Japanese agency hosts buyer’s tour

Seven overseas food buyers joined a buyer’s tour to Tokyo, Kobe and Okayama, sponsored by the Japan External Trade Organization (JETRO), from 31 July to 10 August.

Participants visited the Agrifood Expo, a Tokyo trade show featuring a wide variety of Japanese specialty foods. A food processing plant, supermarket, beer and sake breweries, and dairy farm were also on the agenda.
A major part of the tour was business-matching meetings. Similar in concept to speed-dating, 20 Japanese companies took turns for 30-minute meetings with the seven buyers. A recurring theme at each stop was the food-safety measures enacted in response to radiation leaks at the Fukushima Daiichi nuclear power plant.

JETRO’s Kazunori Yamaguchi, director in charge of the agriculture, forestry, fisheries and food department, said the tour was started in response to the declining Japanese population, as the county’s food industry cannot expect growth from the domestic market.

JETRO overseas offices choose the importing companies to participate in the tour, and follow up afterward with a survey. This is the third year for the program, and JETRO and the Ministry of Agriculture, Forestry and Fisheries (MAFF) plan to continue it. 

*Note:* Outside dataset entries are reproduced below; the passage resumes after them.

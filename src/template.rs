//! Named disk-image templates kept as volumes in a storage pool.
//!
//! A template `base` lives in volume `tmpl-base`. Importing streams a local
//! image into a fresh volume; instances get a full clone of it.
//!
//! While an upload runs, a marker file sits under the uploads directory. A
//! failed or interrupted upload deletes its volume and marker before
//! returning. If the process dies mid-upload the marker survives, and the
//! next import of the same name removes the stale volume before starting.
//!
//! Resource flags given at import are kept as a JSON profile next to the
//! markers and become the defaults for instances created from the template.

use std::path::{Path, PathBuf};

use facet::Facet;
use indicatif::ProgressBar;
use tokio::io::AsyncReadExt;

use crate::backend::{Hypervisor, VolumeInfo, VolumeSpec};
use crate::domain_xml::{self, Defaults, DomainDump, Overrides};
use crate::error::VirtupError;
use crate::image::{self, DiskFormat, ImageInfo};
use crate::paths;
use crate::progress;

pub const VOLUME_PREFIX: &str = "tmpl-";
const CHUNK_SIZE: usize = 1024 * 1024;

#[derive(Debug, Clone, PartialEq, Eq)]
pub struct Template {
    pub name: String,
    pub pool: String,
    pub volume: String,
    pub path: String,
    pub capacity: u64,
    pub format: DiskFormat,
}

impl Template {
    fn from_volume(pool: &str, vol: VolumeInfo) -> Option<Self> {
        let name = vol.name.strip_prefix(VOLUME_PREFIX)?.to_string();
        Some(Self {
            name,
            pool: pool.to_string(),
            volume: vol.name,
            path: vol.path,
            capacity: vol.capacity,
            format: vol.format,
        })
    }
}

/// Resources recorded for a template at import time.
#[derive(Debug, Clone, Default, PartialEq, Eq, Facet)]
pub struct TemplateProfile {
    pub memory: Option<String>,
    pub vcpus: Option<u32>,
    pub network: Option<String>,
}

impl TemplateProfile {
    /// Keep the resource fields of `overrides`. A MAC is per instance and is dropped.
    pub fn from_overrides(overrides: &Overrides) -> Self {
        Self {
            memory: overrides.memory.clone(),
            vcpus: overrides.vcpus,
            network: overrides.network.clone(),
        }
    }

    pub fn overrides(&self) -> Overrides {
        Overrides {
            memory: self.memory.clone(),
            vcpus: self.vcpus,
            network: self.network.clone(),
            mac: None,
        }
    }
}

pub fn volume_name(template: &str) -> String {
    format!("{VOLUME_PREFIX}{template}")
}

pub struct TemplateStore<'h, H: Hypervisor> {
    hv: &'h H,
    pool: String,
    state_dir: PathBuf,
}

impl<'h, H: Hypervisor> TemplateStore<'h, H> {
    pub fn new(hv: &'h H, pool: &str) -> Self {
        Self {
            hv,
            pool: pool.to_string(),
            state_dir: paths::data_dir(),
        }
    }

    /// Keep upload markers and profiles somewhere other than the user data directory.
    pub fn with_state_dir(mut self, dir: &Path) -> Self {
        self.state_dir = dir.to_path_buf();
        self
    }

    pub fn pool(&self) -> &str {
        &self.pool
    }

    /// Import `image` as template `name`, recording `profile` for its instances.
    pub async fn import(
        &self,
        name: &str,
        image: &Path,
        profile: &TemplateProfile,
    ) -> Result<Template, VirtupError> {
        domain_xml::validate_name("template", name)?;
        profile.overrides().resolve(&Defaults::default())?;
        let info = image::probe(image).await?;
        self.hv.ensure_pool(&self.pool)?;

        let volume = volume_name(name);
        let marker = paths::upload_marker(&self.state_dir, &self.pool, name);
        self.clear_stale_upload(name, &volume, &marker)?;

        if self.hv.lookup_volume(&self.pool, &volume)?.is_some() {
            return Err(VirtupError::DuplicateTemplate {
                name: name.to_string(),
                pool: self.pool.clone(),
            });
        }

        self.hv.create_volume(
            &self.pool,
            &VolumeSpec {
                name: volume.clone(),
                capacity: info.volume_capacity(),
                format: info.format,
            },
        )?;
        tracing::info!(
            pool = %self.pool,
            volume = %volume,
            format = %info.format,
            capacity = info.volume_capacity(),
            "template volume created"
        );

        if let Err(e) = write_marker(&marker) {
            self.discard(&volume, &marker);
            return Err(e);
        }

        let bar = progress::transfer_bar(info.file_size);
        let result = tokio::select! {
            r = self.transfer(&volume, &info, &bar) => r,
            _ = tokio::signal::ctrl_c() => Err(VirtupError::TransferInterrupted {
                target: volume.clone(),
            }),
        };

        if let Err(e) = result {
            bar.abandon();
            tracing::warn!(volume = %volume, "upload failed, removing partial volume");
            self.discard(&volume, &marker);
            return Err(e);
        }
        bar.finish_and_clear();

        if let Err(e) = self.save_profile(name, profile) {
            self.discard(&volume, &marker);
            self.remove_profile(name);
            return Err(e);
        }
        let _ = std::fs::remove_file(&marker);
        tracing::info!(template = name, pool = %self.pool, "template imported");
        self.get(name)
    }

    async fn transfer(
        &self,
        volume: &str,
        info: &ImageInfo,
        bar: &ProgressBar,
    ) -> Result<(), VirtupError> {
        let mut file = tokio::fs::File::open(&info.path)
            .await
            .map_err(|e| VirtupError::Io {
                context: format!("opening image {}", info.path.display()),
                source: e,
            })?;

        let mut sink = self.hv.upload(&self.pool, volume, info.file_size)?;
        let mut buf = vec![0u8; CHUNK_SIZE];
        let mut sent: u64 = 0;
        loop {
            let n = match file.read(&mut buf).await {
                Ok(0) => break,
                Ok(n) => n,
                Err(e) => {
                    sink.abort();
                    return Err(VirtupError::TransferFailed {
                        target: volume.to_string(),
                        message: format!("reading {}: {e}", info.path.display()),
                    });
                }
            };
            if let Err(e) = sink.send(&buf[..n]) {
                sink.abort();
                return Err(e);
            }
            sent += n as u64;
            bar.inc(n as u64);
        }

        if sent != info.file_size {
            sink.abort();
            return Err(VirtupError::TransferFailed {
                target: volume.to_string(),
                message: format!(
                    "image changed during upload ({sent} of {} bytes)",
                    info.file_size
                ),
            });
        }
        sink.finish()
    }

    /// Remove a volume left behind by an upload that never finished.
    fn clear_stale_upload(
        &self,
        name: &str,
        volume: &str,
        marker: &Path,
    ) -> Result<(), VirtupError> {
        if !marker.exists() {
            return Ok(());
        }
        if self.hv.lookup_volume(&self.pool, volume)?.is_some() {
            tracing::warn!(volume, "removing partial volume from an interrupted import");
            self.hv.delete_volume(&self.pool, volume)?;
        }
        self.remove_profile(name);
        std::fs::remove_file(marker).map_err(|e| VirtupError::Io {
            context: format!("removing upload marker {}", marker.display()),
            source: e,
        })
    }

    fn discard(&self, volume: &str, marker: &Path) {
        if let Err(e) = self.hv.delete_volume(&self.pool, volume) {
            tracing::warn!(volume, "could not remove partial volume: {e}");
        }
        let _ = std::fs::remove_file(marker);
    }

    pub fn profile_path(&self, name: &str) -> PathBuf {
        paths::template_profile(&self.state_dir, &self.pool, name)
    }

    /// Resources recorded at import. Templates imported without any have an empty profile.
    pub fn profile(&self, name: &str) -> Result<TemplateProfile, VirtupError> {
        let path = self.profile_path(name);
        let contents = match std::fs::read_to_string(&path) {
            Ok(c) => c,
            Err(e) if e.kind() == std::io::ErrorKind::NotFound => {
                return Ok(TemplateProfile::default());
            }
            Err(e) => {
                return Err(VirtupError::Io {
                    context: format!("reading template profile {}", path.display()),
                    source: e,
                });
            }
        };
        facet_json::from_str(&contents).map_err(|e| VirtupError::UnexpectedResponse {
            message: format!("template profile {} is unreadable: {e}", path.display()),
        })
    }

    fn save_profile(&self, name: &str, profile: &TemplateProfile) -> Result<(), VirtupError> {
        let path = self.profile_path(name);
        let json = facet_json::to_string(profile).map_err(|e| VirtupError::Validation {
            message: format!("serializing profile for '{name}': {e}"),
        })?;
        if let Some(parent) = path.parent() {
            std::fs::create_dir_all(parent).map_err(|e| VirtupError::Io {
                context: format!("creating directory {}", parent.display()),
                source: e,
            })?;
        }
        std::fs::write(&path, json).map_err(|e| VirtupError::Io {
            context: format!("writing template profile {}", path.display()),
            source: e,
        })?;
        tracing::debug!(path = %path.display(), template = name, "template profile saved");
        Ok(())
    }

    fn remove_profile(&self, name: &str) {
        let path = self.profile_path(name);
        if let Err(e) = std::fs::remove_file(&path)
            && e.kind() != std::io::ErrorKind::NotFound
        {
            tracing::warn!(path = %path.display(), "could not remove template profile: {e}");
        }
    }

    pub fn list(&self) -> Result<Vec<Template>, VirtupError> {
        let mut templates: Vec<Template> = self
            .hv
            .list_volumes(&self.pool)?
            .into_iter()
            .filter_map(|vol| Template::from_volume(&self.pool, vol))
            .collect();
        templates.sort_by(|a, b| a.name.cmp(&b.name));
        Ok(templates)
    }

    pub fn get(&self, name: &str) -> Result<Template, VirtupError> {
        self.hv
            .lookup_volume(&self.pool, &volume_name(name))?
            .and_then(|vol| Template::from_volume(&self.pool, vol))
            .ok_or_else(|| VirtupError::TemplateNotFound {
                name: name.to_string(),
                pool: self.pool.clone(),
            })
    }

    /// Delete a template unless a defined instance was created from it.
    pub fn remove(&self, name: &str) -> Result<(), VirtupError> {
        let template = self.get(name)?;
        let users = self.users(name)?;
        if !users.is_empty() {
            return Err(VirtupError::TemplateInUse {
                name: name.to_string(),
                instances: users,
            });
        }
        self.hv.delete_volume(&self.pool, &template.volume)?;
        self.remove_profile(name);
        tracing::info!(template = name, pool = %self.pool, "template removed");
        Ok(())
    }

    /// Full copy of the template into a new volume for `instance`.
    pub fn clone_for_instance(
        &self,
        template: &Template,
        volume: &str,
    ) -> Result<VolumeInfo, VirtupError> {
        let vol = self.hv.clone_volume(
            &self.pool,
            &template.volume,
            &VolumeSpec {
                name: volume.to_string(),
                capacity: template.capacity,
                format: template.format,
            },
        )?;
        tracing::info!(template = %template.name, volume, "template cloned");
        Ok(vol)
    }

    /// Defined domains whose metadata names this template and pool.
    fn users(&self, name: &str) -> Result<Vec<String>, VirtupError> {
        let mut users = Vec::new();
        for domain in self.hv.list_domains()? {
            let xml = match self.hv.domain_xml(&domain) {
                Ok(xml) => xml,
                Err(VirtupError::InstanceNotFound { .. }) => continue,
                Err(e) => return Err(e),
            };
            let in_use = DomainDump::parse(&xml)?
                .origin
                .is_some_and(|o| o.template == name && o.pool == self.pool);
            if in_use {
                users.push(domain);
            }
        }
        Ok(users)
    }
}

fn write_marker(marker: &Path) -> Result<(), VirtupError> {
    if let Some(parent) = marker.parent() {
        std::fs::create_dir_all(parent).map_err(|e| VirtupError::Io {
            context: format!("creating directory {}", parent.display()),
            source: e,
        })?;
    }
    std::fs::write(marker, b"").map_err(|e| VirtupError::Io {
        context: format!("writing upload marker {}", marker.display()),
        source: e,
    })
}
//! Wait for a running instance to pick up a DHCP lease.

use std::net::{IpAddr, Ipv4Addr};
use std::time::Duration;

use crate::backend::{Hypervisor, Lease};
use crate::domain_xml::DomainDump;
use crate::error::VirtupError;
use crate::progress;

/// Poll lease information until an IPv4 address for the instance's MAC shows up.
///
/// Domains without a MAC in their XML accept any IPv4 lease.
pub async fn resolve_address(
    hv: &impl Hypervisor,
    name: &str,
    timeout: Duration,
    interval: Duration,
) -> Result<Ipv4Addr, VirtupError> {
    if hv.domain_status(name)?.is_none() {
        return Err(VirtupError::InstanceNotFound {
            name: name.to_string(),
        });
    }
    let dump = DomainDump::parse(&hv.domain_xml(name)?)?;
    let mac = dump.mac();
    tracing::debug!(name, mac = ?mac, "waiting for lease");

    let spinner = progress::spinner(format!("Waiting for '{name}' to get an address..."));
    let deadline = tokio::time::Instant::now() + timeout;
    loop {
        if let Some(addr) = pick(&hv.leases(name)?, mac) {
            spinner.finish_and_clear();
            tracing::info!(name, %addr, "address resolved");
            return Ok(addr);
        }

        let now = tokio::time::Instant::now();
        if now >= deadline {
            spinner.finish_and_clear();
            return Err(VirtupError::AddressTimeout {
                name: name.to_string(),
                timeout,
            });
        }
        tokio::time::sleep(interval.min(deadline - now)).await;
    }
}

fn pick(leases: &[Lease], mac: Option<&str>) -> Option<Ipv4Addr> {
    leases
        .iter()
        .filter(|l| mac.is_none_or(|m| l.hwaddr.eq_ignore_ascii_case(m)))
        .find_map(|l| match l.addr {
            IpAddr::V4(v4) => Some(v4),
            IpAddr::V6(_) => None,
        })
}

U.S. buyers present were Assi Super, a Los Angeles-based Asian supermarket chain connected with Korea’s Lotte group; CleanFish, a San Francisco-based marketer of artisanal aquaculture products; and Walong Marketing, a Buena Park, Calif., marketer and distributor of Asian food products, with logistics centers in five U.S. cities.

From other countries, participants were: Yamato Shoji and Fenix, both Sao Paulo, Brazil import-export companies; Focal Marketing, a Kuala Lumpur, Malaysia-based HRI distributor and franchisor; and Siam Treasure Group, a Bangkok-based food importer-distributor.

Polly Legendre, director of vetting and culinary development for CleanFish, said she had a hard time finding Japanese suppliers who fully understand the marketing importance of sustainability and traceability, though she did pick up a few leads. The company contracts with suppliers to be the sole importer and checks the sustainability data, then markets the product by telling the company’s story— stories that tend to stress the operator’s devotion to the environment, community and product quality over profit. Their first customer and biggest success was Loch Duart salmon.

Legendre said, “We visited Tsukiji and saw all the old men crowding and bidding and thought, ‘How can we tell our story in that; how can we even get in?’ The old way of doing things is all on price at auction. As soon as the product goes to auction, all of the differentiation is gone.”

She said that if Japan wants to focus on the global market, they will have to do it with traceability and sustainability, while in the past the focus was on the domestic market, so they didn’t need to care. Corporations like Marriot and Sodexho, as well as big-name chefs, have begun making corporate mandates for sustainability, and it will be required in order to sell to them.